Il sangue, un dono salvavita anche nell'emergenza Covid

webinfo@adnkronos.com
·1 minuto per la lettura

Il sangue, un dono salvavita. A maggior ragione nell'emergenza covid, con gli ospedali e il personale medico in prima linea per affrontare la seconda ondata. Il Centro Nazionale Sangue ha più volte ribadito il ruolo fondamentale di donatori volontari e non remunerati per il loro "dono salvavita". Un gesto vitale, un atto fondamentale celebrato da sempre dalla cultura e dall'arte. Tutto sintetizzato, ad esempio, da un particolare della Madonna della Vittoria di Andrea Mantegna, esposta al Louvre. Il corallo che pende dall'alto richiama la simbologia della croce ed è la trasposizione del sangue che Gesù versa per la salvezza del mondo.

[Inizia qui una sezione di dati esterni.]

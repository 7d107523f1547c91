use std::sync::Arc;
use std::time::Instant;

use anyhow::{Context, Result};
use winit::application::ApplicationHandler;
use winit::dpi::LogicalSize;
use winit::event::WindowEvent;
use winit::event_loop::{ActiveEventLoop, ControlFlow, EventLoop};
use winit::window::{Window, WindowId};

use stipple_engine::coords::{Affine2, Mat4, Path2, Poly2, Rect, Vec2};
use stipple_engine::device::{Gpu, GpuInit, SurfaceErrorAction};
use stipple_engine::logging::{init_logging, LoggingConfig};
use stipple_engine::paint::{Color4, Gradient, Scissor};
use stipple_engine::render::{
    sprite_shader, BlendMode, SpriteBatch, StencilEffect, Texture, WgpuBackend,
};

const CLEAR: wgpu::Color = wgpu::Color {
    r: 0.06,
    g: 0.07,
    b: 0.09,
    a: 1.0,
};

fn main() -> Result<()> {
    init_logging(LoggingConfig::default());

    let event_loop = EventLoop::new().context("failed to create winit EventLoop")?;
    event_loop.set_control_flow(ControlFlow::Poll);

    let mut studio = Studio::default();
    event_loop
        .run_app(&mut studio)
        .context("winit event loop terminated with error")?;
    Ok(())
}

#[derive(Default)]
struct Studio {
    scene: Option<Scene>,
}

impl ApplicationHandler for Studio {
    fn resumed(&mut self, event_loop: &ActiveEventLoop) {
        if self.scene.is_some() {
            return;
        }
        match Scene::new(event_loop) {
            Ok(scene) => {
                scene.gpu.window().request_redraw();
                self.scene = Some(scene);
            }
            Err(err) => {
                log::error!("studio failed to start: {err:#}");
                event_loop.exit();
            }
        }
    }

    fn window_event(&mut self, event_loop: &ActiveEventLoop, _id: WindowId, event: WindowEvent) {
        let Some(scene) = self.scene.as_mut() else { return };
        match event {
            WindowEvent::CloseRequested => event_loop.exit(),
            WindowEvent::Resized(size) => scene.gpu.resize(size),
            WindowEvent::RedrawRequested => {
                if let Err(err) = scene.render() {
                    log::error!("{err:#}");
                    event_loop.exit();
                    return;
                }
                scene.gpu.window().request_redraw();
            }
            _ => {}
        }
    }
}

struct Scene {
    gpu: Gpu,
    batch: SpriteBatch<WgpuBackend>,
    checker: Texture,
    started: Instant,
}

impl Scene {
    fn new(event_loop: &ActiveEventLoop) -> Result<Self> {
        let attributes = Window::default_attributes()
            .with_title("stipple studio")
            .with_inner_size(LogicalSize::new(960.0, 640.0));
        let window = Arc::new(
            event_loop
                .create_window(attributes)
                .context("failed to create window")?,
        );

        let gpu = pollster::block_on(Gpu::new(window, GpuInit::default()))?;
        let mut backend = WgpuBackend::new(
            gpu.device().clone(),
            gpu.queue().clone(),
            gpu.surface_format(),
            gpu.depth_format(),
        );
        let checker = backend.create_texture(8, 8, &checker_pixels(8));

        let mut batch = SpriteBatch::new(backend);
        batch
            .init(sprite_shader())
            .context("sprite shader failed to compile")?;

        Ok(Self {
            gpu,
            batch,
            checker,
            started: Instant::now(),
        })
    }

    fn render(&mut self) -> Result<()> {
        let frame = match self.gpu.begin_frame() {
            Ok(frame) => frame,
            Err(err) => {
                anyhow::ensure!(
                    self.gpu.handle_surface_error(err) != SurfaceErrorAction::Fatal,
                    "surface is unusable"
                );
                return Ok(());
            }
        };

        let size = self.gpu.size();
        let (w, h) = (size.width as f32, size.height as f32);
        let t = self.started.elapsed().as_secs_f32();

        self.batch.backend_mut().set_target(frame.target(Some(CLEAR)));
        self.batch
            .begin_with(Mat4::orthographic_rh(0.0, w, h, 0.0, -1.0, 1.0));
        self.draw(w, h, t);
        self.batch.end();
        self.batch.backend_mut().take_target();

        log::trace!(
            "frame: {} vertices in {} calls",
            self.batch.vertices_drawn(),
            self.batch.calls_made()
        );
        self.gpu.present(frame);
        Ok(())
    }

    fn draw(&mut self, w: f32, h: f32, t: f32) {
        let batch = &mut self.batch;

        // Panels.
        batch.set_blend_mode(BlendMode::Alpha);
        for (i, color) in [
            Color4::new(0.85, 0.32, 0.30, 1.0),
            Color4::new(0.30, 0.65, 0.45, 1.0),
            Color4::new(0.28, 0.45, 0.85, 1.0),
        ]
        .into_iter()
        .enumerate()
        {
            batch.set_color(color);
            batch.fill_rect(Rect::new(24.0 + i as f32 * 72.0, 24.0, 56.0, 56.0));
        }

        let panel = Rect::new(24.0, 104.0, w * 0.4, h * 0.3);
        batch.set_color(Color4::WHITE);
        batch.set_gradient(Some(Gradient::linear(
            panel.min(),
            panel.max(),
            Color4::new(0.95, 0.75, 0.25, 1.0),
            Color4::new(0.45, 0.15, 0.65, 1.0),
        )));
        batch.fill_rect(panel);
        batch.set_gradient(None);

        batch.set_texture(Some(self.checker));
        batch.fill_rect(Rect::new(24.0, panel.max().y + 24.0, 128.0, 128.0));
        batch.set_texture(None);

        // A spinning ellipse stamped into the stencil, then stripes clipped to it.
        let center = Vec2::new(w * 0.7, h * 0.5);
        batch.clear_stencil();
        batch.set_stencil_effect(StencilEffect::Stamp);
        batch.fill_poly_with_transform(
            &Poly2::ellipse(Rect::new(-160.0, -100.0, 320.0, 200.0), 64),
            Affine2::from_angle_translation(t * 0.6, center),
        );

        batch.set_stencil_effect(StencilEffect::Clip);
        let top = center.y - 200.0;
        for i in 0..20 {
            let hue = i as f32 / 20.0;
            batch.set_color(Color4::new(hue, 0.6, 1.0 - hue, 1.0));
            batch.fill_rect(Rect::new(center.x - 200.0, top + i as f32 * 20.0, 400.0, 10.0));
        }
        batch.set_stencil_effect(StencilEffect::None);

        // Outlines, scissored to the right half of the window.
        batch.set_scissor(Some(Scissor::new(Rect::new(w * 0.5, 0.0, w * 0.5, h))));
        batch.set_color(Color4::new(1.0, 1.0, 1.0, 0.8));
        batch.outline_path(&Path2::from_rect(Rect::new(center.x - 180.0, center.y - 120.0, 360.0, 240.0)));
        batch.set_scissor(None);
    }
}

fn checker_pixels(size: u32) -> Vec<u8> {
    let mut out = Vec::with_capacity((size * size * 4) as usize);
    for y in 0..size {
        for x in 0..size {
            let v = if (x + y) % 2 == 0 { 235 } else { 60 };
            out.extend_from_slice(&[v, v, v, 255]);
        }
    }
    out
}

Nel 2020 i dati, meglio di qualsiasi parola, illustrano la complessità del quadro e l'importanza della donazione. Secondo le cifre diffuse, i donatori di sangue sono stati 1.683.470, stabili rispetto al 2018. I nuovi donatori sono poco più di 362mila, in calo del 2,3%. Il 92% del totale è rappresentato da donatori iscritti alle associazioni di volontari. Le donne sono 538.386 (il 32%).

Il contributo non è venuto meno neanche durante l’emergenza causata dalla diffusione pandemica del Covid-19. Anzi, la crisi ha spinto tante persone ad avvicinarsi "alla cultura del dono", come sottolinea il Centro Nazionale Sangue.